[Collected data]
++++++++++
//! devsandbox - lifecycle manager for disposable development sandboxes
//!
//! This library creates a sandbox next to a host project tree, copies files
//! into it, runs per-language compile and debug commands inside it, and on
//! teardown backs up any sandbox file that differs from the host before the
//! sandbox is removed.

pub mod compose;
pub mod config;
pub mod dispatch;
pub mod error;
pub mod lifecycle;
pub mod lock;
pub mod path;
pub mod sandbox;
pub mod sync;

pub use error::{Error, Result};

pub use compose::{ComposeParameters, COMPOSE_VERSION, DEFAULT_SUBNET};
pub use config::{
    BackendKind, CommandTable, CommandTemplate, ComposeConfig, SandboxConfig, SandboxIdentity,
    Validate, ValidationResult,
};
pub use dispatch::{DispatchMode, DispatchOutcome, Dispatcher};
pub use lifecycle::{CreateReport, DestroyReport, SandboxManager, SandboxState};
pub use lock::SandboxLock;
pub use path::{FileMapping, PathMapper};
pub use sandbox::{
    backend_for, BackendProbe, ContainerBackend, ExecOutput, ExecRequest, LocalBackend,
    SandboxBackend, SubsystemBackend,
};
pub use sync::{BackupRecord, FileSync, Fingerprint, Side};
//! Shell plumbing shared by the subprocess-driven backends.

use std::path::{Path, PathBuf};
use std::process::Stdio;
use std::time::Duration;

use tokio::io::AsyncWriteExt;
use tokio::process::Command;

use crate::config::SandboxIdentity;
use crate::error::{Error, Result};

use super::backend::ExecOutput;

/// Exit code the read script uses for "no such file".
const MISSING_FILE_EXIT: i32 = 3;

/// Raw output of a subprocess.
#[derive(Debug, Clone)]
pub(crate) struct RawOutput {
    pub exit_code: i32,
    pub stdout: Vec<u8>,
    pub stderr: Vec<u8>,
}

impl RawOutput {
    pub fn success(&self) -> bool {
        self.exit_code == 0
    }

    pub fn stderr_lossy(&self) -> String {
        String::from_utf8_lossy(&self.stderr).trim().to_string()
    }

    pub fn into_exec_output(self) -> ExecOutput {
        ExecOutput {
            exit_code: self.exit_code,
            stdout: String::from_utf8_lossy(&self.stdout).into_owned(),
            stderr: String::from_utf8_lossy(&self.stderr).into_owned(),
        }
    }

    /// Turns a non-zero exit into `BackendCommandFailed`.
    pub fn check(self, operation: impl Into<String>) -> Result<Self> {
        if self.success() {
            Ok(self)
        } else {
            Err(Error::BackendCommandFailed {
                operation: operation.into(),
                exit_code: self.exit_code,
                stderr: self.stderr_lossy(),
            })
        }
    }
}

/// Runs a program to completion, optionally feeding stdin and enforcing a timeout.
pub(crate) async fn run_command(
    program: &str,
    args: &[String],
    stdin: Option<&[u8]>,
    timeout: Option<Duration>,
) -> Result<RawOutput> {
    tracing::debug!(program = %program, args = ?args, "running backend command");

    let mut child = Command::new(program)
        .args(args)
        .stdin(if stdin.is_some() {
            Stdio::piped()
        } else {
            Stdio::null()
        })
        .stdout(Stdio::piped())
        .stderr(Stdio::piped())
        .kill_on_drop(true)
        .spawn()?;

    let writer = match (stdin, child.stdin.take()) {
        (Some(input), Some(mut pipe)) => {
            let input = input.to_vec();
            Some(tokio::spawn(async move {
                let result = pipe.write_all(&input).await;
                drop(pipe);
                result
            }))
        }
        _ => None,
    };

    let wait = child.wait_with_output();
    let output = match timeout {
        Some(limit) => match tokio::time::timeout(limit, wait).await {
            Ok(output) => output?,
            Err(_) => {
                return Err(Error::Timeout {
                    command: format!("{} {}", program, args.join(" ")),
                    after: limit,
                });
            }
        },
        None => wait.await?,
    };

    if let Some(writer) = writer {
        match writer.await {
            Ok(Ok(())) => {}
            // The child may exit without reading all of its input
            Ok(Err(e)) => tracing::debug!(error = %e, "stdin write ended early"),
            Err(e) => tracing::warn!(error = %e, "stdin writer task failed"),
        }
    }

    Ok(RawOutput {
        exit_code: output.status.code().unwrap_or(-1),
        stdout: output.stdout,
        stderr: output.stderr,
    })
}

/// A `sh -c` entry point into a sandbox: `prefix... sh -c <script>`.
///
/// An empty prefix runs the shell directly on the host.
#[derive(Debug, Clone)]
pub(crate) struct GuestShell {
    prefix: Vec<String>,
}

impl GuestShell {
    pub fn new(prefix: Vec<String>) -> Self {
        Self { prefix }
    }

    pub fn local() -> Self {
        Self { prefix: vec![] }
    }

    pub async fn run(
        &self,
        script: &str,
        stdin: Option<&[u8]>,
        timeout: Option<Duration>,
    ) -> Result<RawOutput> {
        let mut argv: Vec<String> = self.prefix.clone();
        argv.extend(["sh".to_string(), "-c".to_string(), script.to_string()]);
        let program = argv.remove(0);
        run_command(&program, &argv, stdin, timeout).await
    }

    /// Runs a user command from `working_dir`.
    pub async fn exec(
        &self,
        command: &str,
        working_dir: Option<&Path>,
        timeout: Option<Duration>,
    ) -> Result<ExecOutput> {
        let script = match working_dir {
            Some(dir) => format!("cd {} && {}", shell_quote(&dir.to_string_lossy()), command),
            None => command.to_string(),
        };
        Ok(self.run(&script, None, timeout).await?.into_exec_output())
    }

    pub async fn read_file(&self, path: &Path) -> Result<Option<Vec<u8>>> {
        let quoted = shell_quote(&path.to_string_lossy());
        let script = format!(
            "[ -f {q} ] || exit {code}; cat -- {q}",
            q = quoted,
            code = MISSING_FILE_EXIT
        );
        let output = self.run(&script, None, None).await?;
        if output.exit_code == MISSING_FILE_EXIT {
            return Ok(None);
        }
        Ok(Some(output.check(format!("read {}", path.display()))?.stdout))
    }

    pub async fn write_file(&self, path: &Path, contents: &[u8]) -> Result<()> {
        let parent = path.parent().unwrap_or_else(|| Path::new("/"));
        let script = format!(
            "mkdir -p -- {} && cat > {}",
            shell_quote(&parent.to_string_lossy()),
            shell_quote(&path.to_string_lossy())
        );
        self.run(&script, Some(contents), None)
            .await?
            .check(format!("write {}", path.display()))?;
        Ok(())
    }

    pub async fn list_files(&self, root: &Path) -> Result<Vec<PathBuf>> {
        let quoted = shell_quote(&root.to_string_lossy());
        let script = format!(
            "[ -d {q} ] || exit 0; cd {q} && find . -type f -print0",
            q = quoted
        );
        let output = self
            .run(&script, None, None)
            .await?
            .check(format!("list {}", root.display()))?;
        Ok(parse_find_output(root, &output.stdout))
    }

    pub async fn dir_exists(&self, dir: &Path) -> Result<bool> {
        let script = format!("[ -d {} ]", shell_quote(&dir.to_string_lossy()));
        Ok(self.run(&script, None, None).await?.success())
    }

    /// Creates the account if missing and ensures the working directory is owned by it.
    ///
    /// The credential travels over stdin to `chpasswd`, never on a command line.
    pub async fn provision(&self, identity: &SandboxIdentity) -> Result<bool> {
        let script = provision_script(identity);
        let stdin = format!("{}:{}\n", identity.username, identity.credential);
        let output = self
            .run(&script, Some(stdin.as_bytes()), None)
            .await?
            .check(format!("provision account {}", identity.username))?;
        Ok(String::from_utf8_lossy(&output.stdout).contains("account=created"))
    }

    /// Deletes the account with its home, then any leftover working directory.
    pub async fn remove_account(&self, identity: &SandboxIdentity) -> Result<()> {
        let user = shell_quote(&identity.username);
        let script = format!(
            "if id -u {u} >/dev/null 2>&1; then userdel -r {u} || exit $?; fi; rm -rf -- {r}",
            u = user,
            r = shell_quote(&identity.root_path.to_string_lossy())
        );
        self.run(&script, None, None)
            .await?
            .check(format!("remove account {}", identity.username))?;
        Ok(())
    }
}

fn provision_script(identity: &SandboxIdentity) -> String {
    let user = shell_quote(&identity.username);
    let root = shell_quote(&identity.root_path.to_string_lossy());
    format!(
        "if id -u {u} >/dev/null 2>&1; then state=existing; \
         else useradd -m -s /bin/bash {u} && chpasswd && state=created || exit 1; fi; \
         mkdir -p -- {r} && chown {u}:{u} {r} && echo \"account=$state\"",
        u = user,
        r = root
    )
}

fn parse_find_output(root: &Path, stdout: &[u8]) -> Vec<PathBuf> {
    stdout
        .split(|b| *b == 0)
        .filter(|entry| !entry.is_empty())
        .map(|entry| {
            let entry = String::from_utf8_lossy(entry);
            let relative = entry.strip_prefix("./").unwrap_or(&entry);
            root.join(relative)
        })
        .collect()
}

/// Quotes a value for safe interpolation into a POSIX shell command.
pub fn shell_quote(value: &str) -> String {
    if !value.is_empty()
        && value
            .chars()
            .all(|c| c.is_ascii_alphanumeric() || "/._-+=:@,".contains(c))
    {
        return value.to_string();
    }
    format!("'{}'", value.replace('\'', "'\\''"))
}
#[cfg(test)]
mod tests {
    use super::*;
    use crate::sim::geometry::{Circle, Rect};
    use proptest::prelude::*;

    const ARENA: ArenaSize = ArenaSize {
        width: 400.0,
        height: 600.0,
    };

    fn ball_at(x: f64, y: f64) -> Ball {
        Ball::new(DVec2::new(x, y), 12.0, BallParams::default(), ARENA).unwrap()
    }

    #[test]
    fn test_bounds_from_arena() {
        let ball = ball_at(200.0, 300.0);
        let b = ball.bounds();
        assert_eq!((b.left, b.right, b.top, b.bottom), (12.0, 388.0, 12.0, 588.0));

        // Arena narrower than the ball collapses the range
        let tiny = Bounds::for_arena(ArenaSize::new(10.0, 10.0), 12.0);
        assert_eq!(tiny.left, tiny.right);
        assert_eq!(tiny.top, tiny.bottom);
    }

    #[test]
    fn test_construction_validation() {
        let p = BallParams::default();
        assert!(Ball::new(DVec2::ZERO, 0.0, p, ARENA).is_err());
        assert!(Ball::new(DVec2::ZERO, f64::NAN, p, ARENA).is_err());
        assert!(Ball::new(DVec2::new(f64::INFINITY, 0.0), 5.0, p, ARENA).is_err());

        let bad = BallParams {
            friction: 1.0,
            ..p
        };
        assert!(Ball::new(DVec2::ZERO, 5.0, bad, ARENA).is_err());
        let bad = BallParams { bounce: 1.1, ..p };
        assert!(bad.validate().is_err());
        let bad = BallParams {
            max_speed: 0.0,
            ..p
        };
        assert!(bad.validate().is_err());
        let bad = BallParams {
            acceleration: -0.3,
            ..p
        };
        assert!(bad.validate().is_err());
    }

    #[test]
    fn test_force_then_friction() {
        let mut ball = ball_at(200.0, 300.0);
        ball.apply_force(DVec2::new(1.0, 0.0));
        assert!((ball.vel.x - 0.3).abs() < 1e-12);
        assert_eq!(ball.vel.y, 0.0);

        ball.update();
        assert!((ball.vel.x - 0.285).abs() < 1e-12);
        assert!((ball.pos.x - 200.285).abs() < 1e-9);
        assert_eq!(ball.pos.y, 300.0);
    }

    #[test]
    fn test_speed_clamp_preserves_direction() {
        let mut ball = ball_at(200.0, 300.0);
        ball.apply_force(DVec2::new(300.0, -400.0));
        assert!((ball.speed() - BALL_MAX_SPEED).abs() < 1e-9);
        let dir = ball.vel.normalize();
        assert!((dir - DVec2::new(0.6, -0.8)).length() < 1e-9);
    }

    #[test]
    fn test_double_apply_matches_doubled_force() {
        let mut a = ball_at(200.0, 300.0);
        let mut b = ball_at(200.0, 300.0);
        let f = DVec2::new(0.4, -0.7);
        a.apply_force(f);
        a.apply_force(f);
        b.apply_force(f * 2.0);
        assert!((a.vel - b.vel).length() < 1e-12);
    }

    #[test]
    fn test_right_edge_clamp_and_bounce() {
        let mut ball = ball_at(200.0, 300.0);
        let right = ball.bounds().right;
        ball.pos = DVec2::new(right + 5.0, 300.0);
        ball.vel = DVec2::new(2.0, 0.0);

        let started = ball.update();
        assert!(started);
        assert_eq!(ball.pos.x, right);
        let expected = -2.0 * BALL_FRICTION * BALL_BOUNCE;
        assert!((ball.vel.x - expected).abs() < 1e-12);
    }

    #[test]
    fn test_out_of_bounds_at_rest() {
        let mut ball = ball_at(200.0, 300.0);
        let right = ball.bounds().right;
        ball.pos = DVec2::new(right + 5.0, 300.0);
        ball.update();
        assert_eq!(ball.pos.x, right);
        assert_eq!(ball.vel.x, 0.0);
    }

    #[test]
    fn test_wall_hit_is_edge_triggered() {
        let mut ball = ball_at(200.0, 300.0);
        let left = ball.bounds().left;

        // Pressed against the wall for several ticks
        ball.pos.x = left;
        ball.vel = DVec2::new(-5.0, 0.0);
        assert!(ball.update());
        assert!(ball.is_colliding());
        ball.vel = DVec2::new(-5.0, 0.0);
        assert!(!ball.update());
        ball.vel = DVec2::new(-5.0, 0.0);
        assert!(!ball.update());

        // Leave the wall, then hit it again
        ball.vel = DVec2::new(5.0, 0.0);
        assert!(!ball.update());
        assert!(!ball.is_colliding());
        ball.vel = DVec2::new(-20.0, 0.0);
        assert!(ball.update());
    }

    #[test]
    fn test_corner_hit_counts_once() {
        let mut ball = ball_at(200.0, 300.0);
        ball.pos = DVec2::new(0.0, 0.0);
        ball.vel = DVec2::new(-3.0, -3.0);
        assert!(ball.update());
        let b = ball.bounds();
        assert_eq!(ball.pos, DVec2::new(b.left, b.top));
        assert!(ball.vel.x > 0.0 && ball.vel.y > 0.0);
    }

    #[test]
    fn test_micro_velocity_snaps_to_zero() {
        let mut ball = ball_at(200.0, 300.0);
        ball.vel = DVec2::new(0.1, -0.105);
        ball.update();
        // 0.095 and -0.09975 both fall below the threshold
        assert_eq!(ball.vel, DVec2::ZERO);
    }

    #[test]
    fn test_obstacle_collision_detection() {
        let obstacle = Obstacle::fixed(Rect::new(100.0, 100.0, 50.0, 20.0));

        // Centered on the obstacle
        let ball = ball_at(125.0, 110.0);
        assert!(ball.check_obstacle_collision(&obstacle));

        // Just left of the rectangle, overlapping by 1px
        let ball = ball_at(89.0, 110.0);
        assert!(ball.check_obstacle_collision(&obstacle));

        // Exactly touching is not a hit
        let ball = ball_at(88.0, 110.0);
        assert!(!ball.check_obstacle_collision(&obstacle));

        // Near the corner but outside the radius diagonally
        let ball = ball_at(91.0, 91.0);
        assert!(!ball.check_obstacle_collision(&obstacle));
        let ball = ball_at(93.0, 93.0);
        assert!(ball.check_obstacle_collision(&obstacle));
    }

    #[test]
    fn test_centered_obstacle_hit_is_noop() {
        let obstacle = Obstacle::fixed(Rect::new(100.0, 100.0, 40.0, 40.0));
        let mut ball = ball_at(120.0, 120.0);
        ball.vel = DVec2::new(1.5, -2.0);
        assert!(ball.check_obstacle_collision(&obstacle));

        ball.handle_obstacle_collision(&obstacle);
        assert_eq!(ball.pos, DVec2::new(120.0, 120.0));
        assert_eq!(ball.vel, DVec2::new(1.5, -2.0));
    }

    #[test]
    fn test_obstacle_rebound() {
        let obstacle = Obstacle::fixed(Rect::new(100.0, 100.0, 40.0, 20.0));
        let mut ball = ball_at(95.0, 110.0);
        ball.vel = DVec2::new(3.0, 0.0);
        assert!(ball.check_obstacle_collision(&obstacle));

        ball.handle_obstacle_collision(&obstacle);
        let expected_speed = BALL_MAX_SPEED * OBSTACLE_REBOUND_FACTOR;
        assert!((ball.vel - DVec2::new(-expected_speed, 0.0)).length() < 1e-9);
        // center.x (120) - (radius + half of larger side + margin)
        assert!((ball.pos - DVec2::new(120.0 - (12.0 + 20.0 + 5.0), 110.0)).length() < 1e-9);
        assert!(!ball.check_obstacle_collision(&obstacle));
    }

    #[test]
    fn test_goal_collision_is_strict() {
        let goal = Goal::from(Circle::new(200.0, 100.0, 20.0));
        let touching = 12.0 + 20.0;

        let ball = ball_at(200.0 + touching - 1.0, 100.0);
        assert!(ball.check_goal_collision(&goal));

        let ball = ball_at(200.0, 100.0 + touching);
        assert!(!ball.check_goal_collision(&goal));
    }

    #[test]
    fn test_reset_is_idempotent() {
        let mut ball = ball_at(50.0, 60.0);
        ball.apply_force(DVec2::new(1.0, 1.0));
        ball.pos = DVec2::new(-100.0, 0.0);
        ball.update();
        assert!(ball.is_colliding());

        ball.reset();
        let (pos, vel, colliding) = (ball.pos, ball.vel, ball.is_colliding());
        ball.reset();
        assert_eq!((ball.pos, ball.vel, ball.is_colliding()), (pos, vel, colliding));
        assert_eq!(pos, DVec2::new(50.0, 60.0));
        assert_eq!(vel, DVec2::ZERO);
        assert!(!colliding);
    }

    #[test]
    fn test_set_bounds_keeps_position() {
        let mut ball = ball_at(350.0, 300.0);
        ball.set_bounds(ArenaSize::new(200.0, 600.0));
        assert_eq!(ball.pos.x, 350.0);
        assert_eq!(ball.bounds().right, 188.0);
        ball.update();
        assert_eq!(ball.pos.x, 188.0);
    }

    proptest! {
        #[test]
        fn speed_never_exceeds_max(
            vx in -50.0f64..50.0,
            vy in -50.0f64..50.0,
            fx in -1.0e6f64..1.0e6,
            fy in -1.0e6f64..1.0e6,
        ) {
            let mut ball = ball_at(200.0, 300.0);
            ball.vel = DVec2::new(vx, vy);
            ball.apply_force(DVec2::new(fx, fy));
            prop_assert!(ball.speed() <= BALL_MAX_SPEED + 1e-9);
        }

        #[test]
        fn update_keeps_ball_in_bounds(
            x in -2000.0f64..2000.0,
            y in -2000.0f64..2000.0,
            vx in -500.0f64..500.0,
            vy in -500.0f64..500.0,
        ) {
            let mut ball = ball_at(200.0, 300.0);
            ball.pos = DVec2::new(x, y);
            ball.vel = DVec2::new(vx, vy);
            ball.update();
            prop_assert!(ball.bounds().contains(ball.pos));
        }

        #[test]
        fn zero_force_decays_to_rest(
            vx in -15.0f64..15.0,
            vy in -15.0f64..15.0,
        ) {
            let mut ball = ball_at(200.0, 300.0);
            ball.vel = DVec2::new(vx, vy);
            let mut prev = ball.vel.abs();

            for _ in 0..200 {
                ball.apply_force(DVec2::ZERO);
                ball.update();
                let cur = ball.vel.abs();
                prop_assert!(cur.x <= prev.x + 1e-12 && cur.y <= prev.y + 1e-12);
                prev = cur;
            }
            prop_assert_eq!(ball.vel, DVec2::ZERO);
        }
    }

    #[test]
    fn test_accessors_report_construction_values() {
        let params = BallParams {
            bounce: 0.25,
            ..BallParams::default()
        };
        let mut ball = Ball::new(DVec2::new(30.0, 40.0), 8.0, params, ARENA).unwrap();
        ball.apply_force(DVec2::new(1.0, 1.0));
        ball.update();

        assert_eq!(ball.radius(), 8.0);
        assert_eq!(ball.params().bounce, 0.25);
        assert_eq!(ball.start_pos(), DVec2::new(30.0, 40.0));
        assert_ne!(ball.pos, ball.start_pos());
    }
}
//! One play session: engine, latest input, and the countdown
//!
//! The host owns a `GameSession`, feeds it raw input as it arrives, and calls
//! [`GameSession::frame`] once per display refresh. Input is sampled at frame
//! time, never queued.

use glam::DVec2;

use super::ball::Ball;
use super::engine::{LoopState, PhysicsEngine, SimObserver};
use super::force::{Key, KeyState};
use super::geometry::GeometryProvider;
use crate::settings::Settings;

/// Which input drives the ball
#[derive(Debug, Clone, Copy, PartialEq, Eq, Default)]
pub enum InputMode {
    #[default]
    Tilt,
    Keyboard,
}

/// Session phase
#[derive(Debug, Clone, Copy, PartialEq, Eq)]
pub enum SessionPhase {
    /// Waiting for `begin`
    Ready,
    Playing,
    Paused,
    Won,
    TimedOut,
}

pub struct GameSession<G: GeometryProvider> {
    engine: PhysicsEngine<G>,
    mode: InputMode,
    keys: KeyState,
    /// Latest (beta, gamma) from the orientation sensor
    orientation: Option<(f64, f64)>,
    phase: SessionPhase,
    time_limit: f64,
    /// Countdown left at the last frame (seconds)
    remaining: f64,
    last_frame: f64,
}

impl<G: GeometryProvider> GameSession<G> {
    /// Build a session whose ball starts at `start`
    pub fn new(geometry: G, start: DVec2, settings: &Settings) -> Result<Self, String> {
        settings.validate()?;
        let mut engine = PhysicsEngine::new(geometry, settings);
        let ball = Ball::new(start, settings.ball_radius, settings.ball, engine.arena())?;
        engine.set_ball(ball);

        Ok(Self {
            engine,
            mode: InputMode::default(),
            keys: KeyState::default(),
            orientation: None,
            phase: SessionPhase::Ready,
            time_limit: settings.time_limit_secs,
            remaining: settings.time_limit_secs,
            last_frame: 0.0,
        })
    }

    pub fn engine(&self) -> &PhysicsEngine<G> {
        &self.engine
    }

    pub fn engine_mut(&mut self) -> &mut PhysicsEngine<G> {
        &mut self.engine
    }

    pub fn subscribe(&mut self, observer: impl SimObserver + 'static) {
        self.engine.subscribe(observer);
    }

    pub fn phase(&self) -> SessionPhase {
        self.phase
    }

    pub fn input_mode(&self) -> InputMode {
        self.mode
    }

    pub fn time_remaining(&self) -> f64 {
        self.remaining
    }

    pub fn set_input_mode(&mut self, mode: InputMode) {
        if self.mode != mode {
            log::info!("Input mode: {:?}", mode);
            self.mode = mode;
        }
    }

    /// Latest orientation reading (degrees)
    pub fn set_orientation(&mut self, beta: f64, gamma: f64) {
        self.orientation = Some((beta, gamma));
    }

    pub fn key_down(&mut self, key: Key) {
        self.keys.press(key);
    }

    pub fn key_up(&mut self, key: Key) {
        self.keys.release(key);
    }

    /// Key event by host name; ignores keys that do not steer
    pub fn key_event(&mut self, name: &str, pressed: bool) -> bool {
        match Key::from_name(name) {
            Some(key) if pressed => self.key_down(key),
            Some(key) => self.key_up(key),
            None => return false,
        }
        true
    }

    /// Treat the current device orientation as level
    pub fn calibrate(&mut self) {
        if let Some((beta, gamma)) = self.orientation {
            let force = self.engine.force_source_mut();
            force.tilt_force(beta, gamma);
            force.calibrate();
        }
    }

    pub fn begin(&mut self, now: f64) {
        if self.phase != SessionPhase::Ready {
            return;
        }
        self.remaining = self.time_limit;
        self.last_frame = now;
        self.engine.start(now);
        self.phase = SessionPhase::Playing;
    }

    /// Withhold ticks; the countdown freezes too
    pub fn pause(&mut self) {
        if self.phase == SessionPhase::Playing {
            self.engine.stop();
            self.keys.release_all();
            self.phase = SessionPhase::Paused;
        }
    }

    pub fn resume(&mut self, now: f64) {
        if self.phase == SessionPhase::Paused {
            self.last_frame = now;
            self.engine.resume(now);
            self.phase = SessionPhase::Playing;
        }
    }

    /// Fresh attempt: everything back to its start, countdown refilled
    pub fn restart(&mut self, now: f64) {
        self.engine.stop();
        self.engine.reset();
        self.keys.release_all();
        self.phase = SessionPhase::Ready;
        self.begin(now);
    }

    /// Re-read geometry after the host resized the arena
    pub fn resize(&mut self) {
        self.engine.resize();
    }

    /// Sample input, advance the simulation, and update the countdown
    pub fn frame(&mut self, now: f64) -> SessionPhase {
        if self.phase != SessionPhase::Playing {
            return self.phase;
        }

        match self.mode {
            InputMode::Tilt => {
                let (beta, gamma) = self.orientation.unwrap_or((0.0, 0.0));
                self.engine.update_gravity(beta, gamma);
            }
            InputMode::Keyboard => self.engine.update_gravity_from_keys(&self.keys),
        }

        self.engine.tick(now);

        if self.engine.state() == LoopState::Reached {
            self.phase = SessionPhase::Won;
            log::info!("Won with {:.1}s left", self.remaining);
            return self.phase;
        }

        self.remaining = (self.remaining - (now - self.last_frame).max(0.0)).max(0.0);
        self.last_frame = now;
        if self.remaining <= 0.0 {
            self.engine.stop();
            self.phase = SessionPhase::TimedOut;
            log::info!("Time is up");
        }

        self.phase
    }
}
++++++++++
Every line of the records containing the word "chpasswd" must appear in the answer.

    /// The credential travels over stdin to `chpasswd`, never on a command line.
         else useradd -m -s /bin/bash {u} && chpasswd && state=created || exit 1; fi; \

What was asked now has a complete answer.